Ссылка на то, что Фома не считал братское увещевание примером коммутативной справедливости, не работает. Ведь на самом деле мы о том и спрашиваем почему он так не считал? Если принять во внимание характер принципа, лежащего в основе томистской концепции коммутативной справедливости, то, казалось бы, он не должен был считать морально обязательным для человека отдавать нечто ценное для себя, не имея в виду получить взамен нечто равноценное131.
Быть может, именно эта черта братского увещевания и объясняет, почему Фома считал его разновидностью подаяния. Такая постановка вопроса привлекает внимание к связи между этим примером (из категории духовного подаяния) и дарением собственного имущества бедняку (из категории телесного подаяния). Помощь бедному тоже составляет обязанность, и в этом случае творящий милостыню тоже отдает нечто ценное для себя, не получая ничего взамен.
В случае телесной милостыни, тоже загадочной с точки зрения коммутативной справедливости, решение заключалось в признании того, что обмен, который выглядит как регулируемый коммутативной справедливостью, в действительности гораздо ближе к обмену, регулируемому дистрибутивной справедливостью. С точки зрения Фомы на природу собственности, не существует абсолютного права собственности. В его концепции индивид не имеет права ни на неограниченное накопление, ни на полновластное распоряжение тем, что формально является его собственным. Так как любая собственность в действительности принадлежит Богу и так как цели Бога подразумевают благоденствие всех его творений, эти цели стоят выше права индивида контролировать то, что в других отношениях может законно считаться его достоянием.

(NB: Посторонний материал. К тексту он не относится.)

use std::env;
use std::io::Write;
use std::path::PathBuf;
use std::time::Instant;

use anyhow::Result;
use log::{self, LevelFilter, debug, info, error};
use env_logger::Builder;
use plasmid_pipelines::cli::parse;
use plasmid_pipelines::cli::args::Module;
use plasmid_pipelines::config::defs::{BatchConfig, PipelineError, RunConfig};
use plasmid_pipelines::pipelines::{batch, summary};
use plasmid_pipelines::utils::file::{gzip_fastqs, nest_files, prune_empty_dirs};


fn main() -> Result<()> {
    let run_start = Instant::now();

    let args = parse();

    let log_level = if args.verbose {
        LevelFilter::Debug
    } else {
        LevelFilter::Info
    };

    Builder::new()
        .filter_level(log_level)
        .format(|buf, record| {
            writeln!(
                buf,
                "[{}] {}: {}",
                chrono::Local::now().format("%Y-%m-%d %H:%M:%S"),
                record.level(),
                record.args()
            )
        })
        .init();

    println!("\n-------------\n Plasmid Pipelines\n-------------\n");

    let dir = env::current_dir()?;
    info!("The current directory is {:?}\n", dir);

    let module = args.module.clone();
    let run_config = RunConfig {
        cwd: dir,
        args,
        log_level,
    };
    debug!("Running {:?} at log level {}", module, run_config.log_level);

    if let Err(e) = match module {
        Module::FilterFastqs => filter_fastqs_run(&run_config),
        Module::HistogramStats => histogram_stats_run(&run_config),
        Module::GzipFastqs => gzip_fastqs_run(&run_config),
        Module::PruneEmptyDirs => prune_empty_dirs_run(&run_config),
        Module::NestFiles => nest_files_run(&run_config),
    } {
        error!("Pipeline failed: {} at {} milliseconds.", e, run_start.elapsed().as_millis());
        std::process::exit(1);
    }

    println!("Run complete: {} milliseconds.", run_start.elapsed().as_millis());
    Ok(())
}


fn filter_fastqs_run(run_config: &RunConfig) -> Result<(), PipelineError> {
    let config = BatchConfig::from_args(&run_config.args, &run_config.cwd)?;
    let report = batch::process_directory(&config)?;

    for (output, estimate) in report.estimates() {
        match estimate {
            Some(length) => println!("{}\t{:.1}", output.display(), length),
            None => println!("{}\tNA", output.display()),
        }
    }
    if let Some(summary_path) = &report.summary_path {
        info!("Histogram summary: {}", summary_path.display());
    }
    Ok(())
}

fn histogram_stats_run(run_config: &RunConfig) -> Result<(), PipelineError> {
    let root = input_dir(run_config)?;
    summary::extract_histogram_stats(&root)?;
    Ok(())
}

fn gzip_fastqs_run(run_config: &RunConfig) -> Result<(), PipelineError> {
    let root = input_dir(run_config)?;
    let compressed = gzip_fastqs(&root, run_config.args.keep_uncompressed)?;
    info!("Compressed {} file(s) under {}", compressed.len(), root.display());
    Ok(())
}

fn prune_empty_dirs_run(run_config: &RunConfig) -> Result<(), PipelineError> {
    let root = input_dir(run_config)?;
    let removed = prune_empty_dirs(&root)?;
    info!("Removed {} empty director(ies) under {}", removed.len(), root.display());
    Ok(())
}

fn nest_files_run(run_config: &RunConfig) -> Result<(), PipelineError> {
    let root = input_dir(run_config)?;
    let args = &run_config.args;
    let moved = nest_files(&root, &args.prefix, &args.extension)?;
    info!("Nested {} file(s) under {}", moved.len(), root.display());
    Ok(())
}


/// Resolves `-i` against the working directory and checks it is a directory.
///
/// # Arguments
/// * `run_config` - Parsed arguments and working directory.
///
/// # Returns
/// Absolute path to the input directory.
fn input_dir(run_config: &RunConfig) -> Result<PathBuf, PipelineError> {
    let raw = run_config
        .args
        .input_dir
        .as_ref()
        .ok_or_else(|| PipelineError::InvalidConfig("Input directory required (-i)".to_string()))?;
    let path = PathBuf::from(raw);
    let path = if path.is_absolute() {
        path
    } else {
        run_config.cwd.join(path)
    };
    if !path.is_dir() {
        return Err(PipelineError::InvalidConfig(format!("{} is not a directory", path.display())));
    }
    Ok(path)
}
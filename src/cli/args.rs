use clap::{Parser, ValueEnum};
use crate::config::defs::{DEFAULT_MIN_LENGTH, DEFAULT_MIN_MEAN_QUALITY, DEFAULT_NEST_PREFIX, FASTQ_EXT};

#[derive(Debug, Clone, ValueEnum, Default, PartialEq)]
pub enum Module {
    #[default]
    #[value(name = "filter_fastqs")]
    FilterFastqs,
    #[value(name = "histogram_stats")]
    HistogramStats,
    #[value(name = "gzip_fastqs")]
    GzipFastqs,
    #[value(name = "prune_empty_dirs")]
    PruneEmptyDirs,
    #[value(name = "nest_files")]
    NestFiles,
}

/// How per-base Phred scores are reduced to one score per read.
#[derive(Debug, Clone, ValueEnum, Default, PartialEq)]
pub enum QualityMetric {
    #[default]
    Mean,
    Median,
    ErrorCorrected,
}

#[derive(Parser, Debug, Clone, Default)]
#[command(name = "plasmid-pipelines", version, about = "Nanopore plasmid read filtering and construct-length estimation")]
pub struct Arguments {

    #[arg(short, long, value_enum, default_value = "filter_fastqs")]
    pub module: Module,

    #[arg(short = 'v', long = "verbose", action)]
    pub verbose: bool,

    #[arg(short = 'i', long = "input", help = "Input root directory (searched recursively for .fastq files)")]
    pub input_dir: Option<String>,

    #[arg(short = 'o', long = "out", help = "Output directory. A bare name is created next to the input directory; if not specified, '<input>_filtered' is used.")]
    pub out: Option<String>,

    #[arg(short = 'l', long, default_value_t = DEFAULT_MIN_LENGTH)]
    pub min_length: usize,

    #[arg(short = 'q', long, default_value_t = DEFAULT_MIN_MEAN_QUALITY)]
    pub min_mean_quality: f64,

    #[arg(long, default_value = "mean", value_enum)]
    pub quality_metric: QualityMetric,

    #[arg(long, default_value_t = false, help = "Skip PNG rendering of histograms")]
    pub no_plots: bool,

    #[arg(long, default_value_t = false)]
    pub no_compress: bool,

    #[arg(long, default_value_t = false)]
    pub keep_uncompressed: bool,

    #[arg(long, default_value_t = false)]
    pub no_summary: bool,

    #[arg(long, default_value_t = false, help = "Abort the batch on the first file that cannot be processed")]
    pub fail_fast: bool,

    #[arg(long, default_value = DEFAULT_NEST_PREFIX)] // barcode kit prefix written by the demultiplexer
    pub prefix: String,

    #[arg(long, default_value = FASTQ_EXT)]
    pub extension: String,
}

Поможет ли нам эта позиция Аквината в отношении телесной милостыни, в предложенной здесь интерпретации, понять его позицию в отношении милостыни духовной – братского увещевания? Я склонна думать, что да.
Чтобы увидеть, почему это так, будет полезным сделать небольшое отступление и послушать, что говорит Фома о самоубийстве. В «Сумме теологии» самоубийство обсуждается в Вопросе об убийстве, причем Фома рассматривает тему убийства в контексте пороков, противоположных коммутативной справедливости132. Нетрудно понять, почему убийство может считаться нарушением коммутативной справедливости, но в каком смысле самоубийство тоже может считаться таким нарушением? Человек не имеет права отнять у себя больше того, что он может дать взамен. Аквинат разбирает аргумент такого рода в первом возражении параграфа об убийстве. Убийство противоположно справедливости, говорится в возражении, но невозможно совершить несправедливость по отношению к самому себе; следовательно, самоубийство не подпадает под запрет на убийство133.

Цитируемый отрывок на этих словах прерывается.